Task objective>
Nothing in the data may be altered as it is transcribed.

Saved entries
//! Read-only traversal of index expressions.
//!
//! [`ExprVisitor`] has one method per node kind plus one per category (unary,
//! binary, immediate). Per-kind methods default to their category method, and the
//! category methods default to visiting the operands left to right. A visitor
//! overrides whichever level it needs; an override decides on its own whether and
//! in which order to recurse, which lets bottom-up accumulations control their
//! traversal.
//!
//! [`dispatch`] is the single place that maps a node kind to a visitor method.

use crate::expr::{AccessNode, BinaryOp, Complex, ExprKind, ExprRef, Immediate, IndexExpr, UnaryOp};

pub trait ExprVisitor {
    /// Visit a node through [`dispatch`].
    fn visit(&mut self, node: &ExprRef) {
        dispatch(self, node);
    }

    /// Visit an expression handle; undefined expressions are skipped.
    fn visit_expr(&mut self, expr: &IndexExpr) {
        if let Some(node) = expr.node() {
            self.visit(node);
        }
    }

    fn visit_access(&mut self, _node: &ExprRef, _access: &AccessNode) {}

    fn visit_neg(&mut self, node: &ExprRef, a: &ExprRef) {
        self.visit_unary(node, UnaryOp::Neg, a);
    }

    fn visit_sqrt(&mut self, node: &ExprRef, a: &ExprRef) {
        self.visit_unary(node, UnaryOp::Sqrt, a);
    }

    fn visit_unary(&mut self, _node: &ExprRef, _op: UnaryOp, a: &ExprRef) {
        self.visit(a);
    }

    fn visit_add(&mut self, node: &ExprRef, a: &ExprRef, b: &ExprRef) {
        self.visit_binary(node, BinaryOp::Add, a, b);
    }

    fn visit_sub(&mut self, node: &ExprRef, a: &ExprRef, b: &ExprRef) {
        self.visit_binary(node, BinaryOp::Sub, a, b);
    }

    fn visit_mul(&mut self, node: &ExprRef, a: &ExprRef, b: &ExprRef) {
        self.visit_binary(node, BinaryOp::Mul, a, b);
    }

    fn visit_div(&mut self, node: &ExprRef, a: &ExprRef, b: &ExprRef) {
        self.visit_binary(node, BinaryOp::Div, a, b);
    }

    fn visit_binary(&mut self, _node: &ExprRef, _op: BinaryOp, a: &ExprRef, b: &ExprRef) {
        self.visit(a);
        self.visit(b);
    }

    fn visit_int(&mut self, node: &ExprRef, value: i64) {
        self.visit_immediate(node, &Immediate::Int(value));
    }

    fn visit_uint(&mut self, node: &ExprRef, value: u64) {
        self.visit_immediate(node, &Immediate::UInt(value));
    }

    fn visit_float(&mut self, node: &ExprRef, value: f64) {
        self.visit_immediate(node, &Immediate::Float(value));
    }

    fn visit_complex(&mut self, node: &ExprRef, value: Complex) {
        self.visit_immediate(node, &Immediate::Complex(value));
    }

    fn visit_immediate(&mut self, _node: &ExprRef, _imm: &Immediate) {}
}

/// Route `node` to the most specific visitor method for its kind.
pub fn dispatch<V: ExprVisitor + ?Sized>(visitor: &mut V, node: &ExprRef) {
    match node.kind() {
        ExprKind::Access(access) => visitor.visit_access(node, access),
        ExprKind::Unary(UnaryOp::Neg, a) => visitor.visit_neg(node, a),
        ExprKind::Unary(UnaryOp::Sqrt, a) => visitor.visit_sqrt(node, a),
        ExprKind::Binary(BinaryOp::Add, a, b) => visitor.visit_add(node, a, b),
        ExprKind::Binary(BinaryOp::Sub, a, b) => visitor.visit_sub(node, a, b),
        ExprKind::Binary(BinaryOp::Mul, a, b) => visitor.visit_mul(node, a, b),
        ExprKind::Binary(BinaryOp::Div, a, b) => visitor.visit_div(node, a, b),
        ExprKind::Immediate(Immediate::Int(v)) => visitor.visit_int(node, *v),
        ExprKind::Immediate(Immediate::UInt(v)) => visitor.visit_uint(node, *v),
        ExprKind::Immediate(Immediate::Float(v)) => visitor.visit_float(node, *v),
        ExprKind::Immediate(Immediate::Complex(v)) => visitor.visit_complex(node, *v),
    }
}

/// Visitor calling a closure on every access node, in traversal order.
struct AccessMatcher<F> {
    f: F,
}

impl<F: FnMut(&ExprRef, &AccessNode)> ExprVisitor for AccessMatcher<F> {
    fn visit_access(&mut self, node: &ExprRef, access: &AccessNode) {
        (self.f)(node, access);
    }
}

/// Call `f` for every access node reachable from `expr`, left to right.
///
/// A node shared by several parents is reported once per occurrence.
pub fn match_accesses(expr: &IndexExpr, f: impl FnMut(&ExprRef, &AccessNode)) {
    AccessMatcher { f }.visit_expr(expr);
}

Result of the task>
//! Read-only traversal of index expressions.
//!
//! [`ExprVisitor`] has one method per node kind plus one per category (unary,
//! binary, immediate). Per-kind methods default to their category method, and the
//! category methods default to visiting the operands left to right. A visitor
//! overrides whichever level it needs; an override decides on its own whether and
//! in which order to recurse, which lets bottom-up accumulations control their
//! traversal.
//!
//! [`dispatch`] is the single place that maps a node kind to a visitor method.

use crate::expr::{AccessNode, BinaryOp, Complex, ExprKind, ExprRef, Immediate, IndexExpr, UnaryOp};

pub trait ExprVisitor {
    /// Visit a node through [`dispatch`].
    fn visit(&mut self, node: &ExprRef) {
        dispatch(self, node);
    }

    /// Visit an expression handle; undefined expressions are skipped.
    fn visit_expr(&mut self, expr: &IndexExpr) {
        if let Some(node) = expr.node() {
            self.visit(node);
        }
    }

    fn visit_access(&mut self, _node: &ExprRef, _access: &AccessNode) {}

    fn visit_neg(&mut self, node: &ExprRef, a: &ExprRef) {
        self.visit_unary(node, UnaryOp::Neg, a);
    }

    fn visit_sqrt(&mut self, node: &ExprRef, a: &ExprRef) {
        self.visit_unary(node, UnaryOp::Sqrt, a);
    }

    fn visit_unary(&mut self, _node: &ExprRef, _op: UnaryOp, a: &ExprRef) {
        self.visit(a);
    }

    fn visit_add(&mut self, node: &ExprRef, a: &ExprRef, b: &ExprRef) {
        self.visit_binary(node, BinaryOp::Add, a, b);
    }

    fn visit_sub(&mut self, node: &ExprRef, a: &ExprRef, b: &ExprRef) {
        self.visit_binary(node, BinaryOp::Sub, a, b);
    }

    fn visit_mul(&mut self, node: &ExprRef, a: &ExprRef, b: &ExprRef) {
        self.visit_binary(node, BinaryOp::Mul, a, b);
    }

    fn visit_div(&mut self, node: &ExprRef, a: &ExprRef, b: &ExprRef) {
        self.visit_binary(node, BinaryOp::Div, a, b);
    }

    fn visit_binary(&mut self, _node: &ExprRef, _op: BinaryOp, a: &ExprRef, b: &ExprRef) {
        self.visit(a);
        self.visit(b);
    }

    fn visit_int(&mut self, node: &ExprRef, value: i64) {
        self.visit_immediate(node, &Immediate::Int(value));
    }

    fn visit_uint(&mut self, node: &ExprRef, value: u64) {
        self.visit_immediate(node, &Immediate::UInt(value));
    }

    fn visit_float(&mut self, node: &ExprRef, value: f64) {
        self.visit_immediate(node, &Immediate::Float(value));
    }

    fn visit_complex(&mut self, node: &ExprRef, value: Complex) {
        self.visit_immediate(node, &Immediate::Complex(value));
    }

    fn visit_immediate(&mut self, _node: &ExprRef, _imm: &Immediate) {}
}

/// Route `node` to the most specific visitor method for its kind.
pub fn dispatch<V: ExprVisitor + ?Sized>(visitor: &mut V, node: &ExprRef) {
    match node.kind() {
        ExprKind::Access(access) => visitor.visit_access(node, access),
        ExprKind::Unary(UnaryOp::Neg, a) => visitor.visit_neg(node, a),
        ExprKind::Unary(UnaryOp::Sqrt, a) => visitor.visit_sqrt(node, a),
        ExprKind::Binary(BinaryOp::Add, a, b) => visitor.visit_add(node, a, b),
        ExprKind::Binary(BinaryOp::Sub, a, b) => visitor.visit_sub(node, a, b),
        ExprKind::Binary(BinaryOp::Mul, a, b) => visitor.visit_mul(node, a, b),
        ExprKind::Binary(BinaryOp::Div, a, b) => visitor.visit_div(node, a, b),
        ExprKind::Immediate(Immediate::Int(v)) => visitor.visit_int(node, *v),
        ExprKind::Immediate(Immediate::UInt(v)) => visitor.visit_uint(node, *v),
        ExprKind::Immediate(Immediate::Float(v)) => visitor.visit_float(node, *v),
        ExprKind::Immediate(Immediate::Complex(v)) => visitor.visit_complex(node, *v),
    }
}

/// Visitor calling a closure on every access node, in traversal order.
struct AccessMatcher<F> {
    f: F,
}

impl<F: FnMut(&ExprRef, &AccessNode)> ExprVisitor for AccessMatcher<F> {
    fn visit_access(&mut self, node: &ExprRef, access: &AccessNode) {
        (self.f)(node, access);
    }
}

/// Call `f` for every access node reachable from `expr`, left to right.
///
/// A node shared by several parents is reported once per occurrence.
pub fn match_accesses(expr: &IndexExpr, f: impl FnMut(&ExprRef, &AccessNode)) {
    AccessMatcher { f }.visit_expr(expr);
}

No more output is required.